Bize şunu yapmak istediler. Kurlar üzerinden oynadıkları oyunla bizi vurmaya kalktılar. Bir kere Türkiye ekonomisi çok sağlam. Adam oturuyor analiz yapıyor; “Ben bu ekonomiyi hangi noktalardan vurabilirim?” diye. Bakıyor kamu maliyesi sağlam, yani kamu üzerinden operasyon yapsa hareket alanı yok. Kamu borç stokunda dünyada bir çok ülkeden iyi konumdayız, cari açıkta da durum aynı. Geriye hane halkı ve bankacılık kalıyor. Bankacılığın açık pozisyonu olmadığı için hareketlerden etkilenmiyor, üstelik sendikasyon kredileri de vadesi geldiğinde yenileniyor. Şunu da söylemek gerekir ki rakamlara bakarak Türkiye’nin yıllık 200 milyar dolar bulmak zorunda olduğunu belirtenler yalan söylüyor.


Bankaların takipteki kredilerinin yüzde 4’e yaklaşmasını risk olarak değerlendiriyorlar. Oysa İtalya’da bu oran yüzde 20, İspanya’da da çok yüksek oranlar varken, bu değerlendirme not veren kuruluşlar için bir yüz karasıdır. Bu açıklamalar not veren kuruluşlar için bir yüz karasıdır ve itibarlarını sıfırladılar.


Yapmak istedikleri oyun, şirketlerin sıkıntıya girmesi, iflaslar olması ve buna bağlı olarak işten çıkarmalarla birlikte halkın sokağa dökülmesiydi. Buna zemin oluşturmaya çalıştılar, ancak bu beklentileri boşa çıkacak. Şirketlerin kurdan zarar yazması başka, riskleri yönetmesi başka bir şey. Şirketlerimiz riskleri gayet iyi yönetiyorlar. Nasıl vaktinde kar yazmıştı, şimdi de zarar yazıyor. Şirketlerimiz kriz süreçlerini yönetmeyi çok iyi öğrendiler.

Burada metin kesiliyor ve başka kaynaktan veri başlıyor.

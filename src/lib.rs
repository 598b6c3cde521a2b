use std::sync::Arc;

use axum::{Router, extract::FromRef, http::HeaderName, middleware};
use utoipa::OpenApi;
use utoipa_swagger_ui::SwaggerUi;

use tower::ServiceBuilder;
use tower_http::{
    request_id::{MakeRequestUuid, PropagateRequestIdLayer, SetRequestIdLayer},
    trace::{DefaultOnResponse, TraceLayer},
};
use tracing::{Level, Span};

// --- Module Structure ---

pub mod auth;
pub mod config;
pub mod gate;
pub mod handlers;
pub mod models;
pub mod paths;
pub mod upstream;

// Routing segregation (served locally vs relayed upstream).
pub mod routes;
use routes::{authenticated, proxy, public};

// --- Public Re-exports ---

pub use auth::{AuthError, Session, TokenVerifier};
pub use config::AppConfig;
pub use gate::{AccessDecision, AdminGateMode, Gate};
pub use paths::RouteRules;
pub use upstream::{HttpUpstream, MockUpstream, UpstreamState};

/// ApiDoc
///
/// OpenAPI document for the endpoints the gate serves itself, published at
/// `/gate/openapi.json` with a Swagger UI at `/gate/docs`.
#[derive(OpenApi)]
#[openapi(
    paths(handlers::health, handlers::get_session, handlers::logout, handlers::not_admin),
    components(schemas(models::SessionBody, models::SessionView)),
    tags((name = "console-gate", description = "Session and role gate for the admin console"))
)]
struct ApiDoc;

/// AppState
///
/// Everything a request may need, built once at startup and cloned cheaply
/// into each handler.
#[derive(Clone)]
pub struct AppState {
    /// Route rules and token verifier.
    pub gate: Arc<Gate>,
    /// Forwarder to the API and UI hosts.
    pub upstream: UpstreamState,
    pub config: AppConfig,
}

impl AppState {
    /// Builds the gate from the configured secret, admin prefixes and mode.
    pub fn new(config: AppConfig, upstream: UpstreamState) -> Self {
        let rules = RouteRules::default().with_admin_prefixes(config.admin_prefixes.clone());
        let verifier = TokenVerifier::new(&config.jwt_secret);
        let gate = Arc::new(Gate::new(rules, verifier, config.admin_gate_mode));

        Self {
            gate,
            upstream,
            config,
        }
    }
}

// --- Axum FromRef Extractor Implementations ---

// Handlers pull only the pieces they need out of the shared state.

impl FromRef<AppState> for UpstreamState {
    fn from_ref(app_state: &AppState) -> UpstreamState {
        app_state.upstream.clone()
    }
}

impl FromRef<AppState> for AppConfig {
    fn from_ref(app_state: &AppState) -> AppConfig {
        app_state.config.clone()
    }
}

/// create_router
///
/// Assembles the routes, the upstream fallback and the access gate, then wraps
/// everything in the request-id and tracing layers.
pub fn create_router(state: AppState) -> Router {
    let x_request_id = HeaderName::from_static("x-request-id");
    let gate_state = state.gate.clone();

    let base_router = Router::new()
        .merge(SwaggerUi::new("/gate/docs").url("/gate/openapi.json", ApiDoc::openapi()))
        .merge(public::public_routes())
        .merge(authenticated::authenticated_routes())
        .merge(proxy::proxy_routes())
        // Pages (including /login and /register) are rendered upstream.
        .fallback(handlers::proxy_to_ui)
        .with_state(state);

    base_router
        // The gate wraps the router, fallback included, so no path escapes it.
        .layer(middleware::from_fn_with_state(gate_state, gate::access_gate))
        .layer(
            ServiceBuilder::new()
                .layer(SetRequestIdLayer::new(x_request_id.clone(), MakeRequestUuid))
                .layer(
                    TraceLayer::new_for_http()
                        .make_span_with(trace_span_logger)
                        .on_response(
                            DefaultOnResponse::new()
                                .level(Level::INFO)
                                .latency_unit(tower_http::LatencyUnit::Millis),
                        ),
                )
                .layer(PropagateRequestIdLayer::new(x_request_id)),
        )
}

/// Span per request carrying method, uri and the `x-request-id`, so every log
/// line of one request (gate decision included) can be correlated.
fn trace_span_logger(request: &axum::http::Request<axum::body::Body>) -> Span {
    let request_id = request
        .headers()
        .get("x-request-id")
        .and_then(|value| value.to_str().ok())
        .unwrap_or("unknown");

    tracing::info_span!(
        "http_request",
        method = ?request.method(),
        uri = ?request.uri(),
        req_id = %request_id,
    )
}
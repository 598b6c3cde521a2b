use axum::{
    Json,
    http::StatusCode,
    response::{IntoResponse, Response},
};
use chrono::{DateTime, Utc};
use serde::{Deserialize, Serialize, Serializer};
use ts_rs::TS;
use utoipa::{IntoParams, ToSchema};

use crate::auth::{Session, is_privileged, role_label};

/// ApiResponse
///
/// The tagged result every JSON body emitted by the gate is wrapped in, the
/// same envelope the console's API uses for login:
///
/// - `Ok(body)` serializes as `{"ok": true, ...body}` with status 200.
/// - `Err { status, error }` serializes as `{"ok": false, "error": "..."}`
///   with the given status.
#[derive(Debug, Clone, PartialEq)]
pub enum ApiResponse<T> {
    Ok(T),
    Err { status: StatusCode, error: String },
}

impl<T> ApiResponse<T> {
    pub fn error(status: StatusCode, error: impl Into<String>) -> Self {
        ApiResponse::Err {
            status,
            error: error.into(),
        }
    }
}

#[derive(Serialize)]
struct OkEnvelope<'a, T> {
    ok: bool,
    #[serde(flatten)]
    body: &'a T,
}

#[derive(Serialize)]
struct ErrEnvelope<'a> {
    ok: bool,
    error: &'a str,
}

impl<T: Serialize> Serialize for ApiResponse<T> {
    fn serialize<S: Serializer>(&self, serializer: S) -> Result<S::Ok, S::Error> {
        match self {
            ApiResponse::Ok(body) => OkEnvelope { ok: true, body }.serialize(serializer),
            ApiResponse::Err { error, .. } => ErrEnvelope {
                ok: false,
                error: error.as_str(),
            }
            .serialize(serializer),
        }
    }
}

impl<T: Serialize> IntoResponse for ApiResponse<T> {
    fn into_response(self) -> Response {
        let status = match &self {
            ApiResponse::Ok(_) => StatusCode::OK,
            ApiResponse::Err { status, .. } => *status,
        };
        (status, Json(self)).into_response()
    }
}

/// SessionView
///
/// Display-only projection of the verified session, served to the UI so it can
/// render names and role badges. Nothing in the gate reads it back; access
/// decisions are made from the cookie alone.
#[derive(Debug, Clone, Serialize, Deserialize, TS, ToSchema, PartialEq)]
#[ts(export)]
#[serde(rename_all = "camelCase")]
pub struct SessionView {
    pub user_id: Option<String>,
    pub email: Option<String>,
    pub first_name: Option<String>,
    pub last_name: Option<String>,
    pub roles: Vec<String>,
    pub perms: Vec<String>,
    pub is_privileged: bool,
    /// Badge text, e.g. "Super" or "Admin, Editor".
    pub role_label: String,
    #[ts(type = "string | null")]
    pub expires_at: Option<DateTime<Utc>>,
}

impl From<&Session> for SessionView {
    fn from(session: &Session) -> Self {
        let claims = &session.claims;
        Self {
            user_id: claims.sub.clone(),
            email: claims.email.clone(),
            first_name: claims.first_name.clone(),
            last_name: claims.last_name.clone(),
            roles: claims.roles.clone(),
            perms: claims.perms.clone(),
            is_privileged: is_privileged(&claims.roles),
            role_label: role_label(&claims.roles),
            expires_at: i64::try_from(claims.exp)
                .ok()
                .and_then(|secs| DateTime::from_timestamp(secs, 0)),
        }
    }
}

/// Body of `GET /session`.
#[derive(Debug, Clone, Serialize, Deserialize, TS, ToSchema, PartialEq)]
#[ts(export)]
pub struct SessionBody {
    pub user: SessionView,
}

/// The `next` query parameter carried by the login and not-admin redirects.
#[derive(Debug, Clone, Deserialize, IntoParams)]
#[into_params(parameter_in = Query)]
pub struct NextParam {
    /// Site-relative path the user was trying to reach.
    pub next: Option<String>,
}
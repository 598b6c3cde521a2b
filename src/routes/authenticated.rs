use crate::{AppState, handlers};
use axum::{Router, routing::get};

/// Authenticated Router Module
///
/// Endpoints served by the gate that rely on the `Session` extension the gate
/// attaches after verifying the `token` cookie.
pub fn authenticated_routes() -> Router<AppState> {
    Router::new()
        // GET /session
        // Display projection of the verified claims, wrapped as {"ok": true, "user": ...}.
        .route("/session", get(handlers::get_session))
        // GET|POST /logout
        // Clears the session cookie and redirects to /login.
        .route("/logout", get(handlers::logout).post(handlers::logout))
        // GET /not-admin?next=...
        // Target of the forbidden redirect for admin-only areas.
        .route("/not-admin", get(handlers::not_admin))
}
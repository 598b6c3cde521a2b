use console_gate::paths::{RouteClass, RouteRules};

#[test]
fn test_exact_public_pages() {
    let rules = RouteRules::default();

    assert!(rules.is_public_path("/login"));
    assert!(rules.is_public_path("/register"));
    // Exact match only, no trailing-slash or sub-path leniency.
    assert!(!rules.is_public_path("/login/"));
    assert!(!rules.is_public_path("/login/reset"));
    assert!(!rules.is_public_path("/LOGIN"));
}

#[test]
fn test_asset_prefixes_are_public() {
    let rules = RouteRules::default();

    assert!(rules.is_public_path("/outputs"));
    assert!(rules.is_public_path("/outputs/job1/report.md"));
    assert!(rules.is_public_path("/uploads/abc.png"));
    // Plain string prefix, as the console matches it.
    assert!(rules.is_public_path("/outputsX"));
    assert!(!rules.is_public_path("/output"));
    assert!(!rules.is_public_path("/"));
}

#[test]
fn test_admin_only_prefixes() {
    let rules = RouteRules::default();

    assert!(rules.is_admin_only_path("/jobs"));
    assert!(rules.is_admin_only_path("/jobs/42"));
    assert!(rules.is_admin_only_path("/jobs/42/report"));
    assert!(rules.is_admin_only_path("/prompts"));
    assert!(rules.is_admin_only_path("/prompts/new"));

    // A shared leading string is not a sub-path.
    assert!(!rules.is_admin_only_path("/jobsx"));
    assert!(!rules.is_admin_only_path("/prompts-archive"));
    assert!(!rules.is_admin_only_path("/users"));
    assert!(!rules.is_admin_only_path("/"));
}

#[test]
fn test_public_and_admin_are_independent() {
    let rules = RouteRules::default().with_admin_prefixes(["/outputs/private"]);

    assert_eq!(
        rules.classify("/outputs/private/x"),
        RouteClass {
            public: true,
            admin_only: true
        }
    );
    assert_eq!(
        rules.classify("/settings"),
        RouteClass {
            public: false,
            admin_only: false
        }
    );
}

#[test]
fn test_classification_is_stable() {
    let rules = RouteRules::default();
    for path in ["/jobs/7", "/login", "/outputs/a", "/", "/users/1"] {
        assert_eq!(rules.classify(path), rules.classify(path));
    }
}

#[test]
fn test_bypass_list() {
    let rules = RouteRules::default();

    assert!(rules.is_bypassed("/_next/static/chunk.js"));
    assert!(rules.is_bypassed("/assets/logo.svg"));
    assert!(rules.is_bypassed("/favicon.ico"));
    assert!(rules.is_bypassed("/healthz"));
    assert!(!rules.is_bypassed("/favicon.ico.bak"));
    assert!(!rules.is_bypassed("/jobs"));
}

#[test]
fn test_admin_prefix_override() {
    let rules = RouteRules::default().with_admin_prefixes(vec!["/users".to_string()]);

    assert!(rules.is_admin_only_path("/users/9"));
    assert!(!rules.is_admin_only_path("/jobs"));
}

Krizler şirketlere antrenman gibi geldi, kas yaparak güçlendiler.


Hane halklarına baktığımızda da bunların döviz borcu olmadığını görüyoruz. Bunu için oradan gelen baskı yok ama kur algısıyla oradan da baskı üretmeye çalışıyorlar. Kur üzerinde baskı tutabilmek için hane halkının kafasını karıştırıp bir şey üretebilir miyiz? Diyorlar. Türkiye’deki normal siyasi süreçleri bile risk gibi lanse ediyorlar. Aslında demokratik bir süreç işliyor, buna millet karar verecek. Bu süreçleri bile siyasi risk algısı gibi yansıtırsan, iş ABD seçimlerindeki tartışmalara dönüyor. İstikrar ve belirsizlik çarpışıyor ama istikrar kazanacak.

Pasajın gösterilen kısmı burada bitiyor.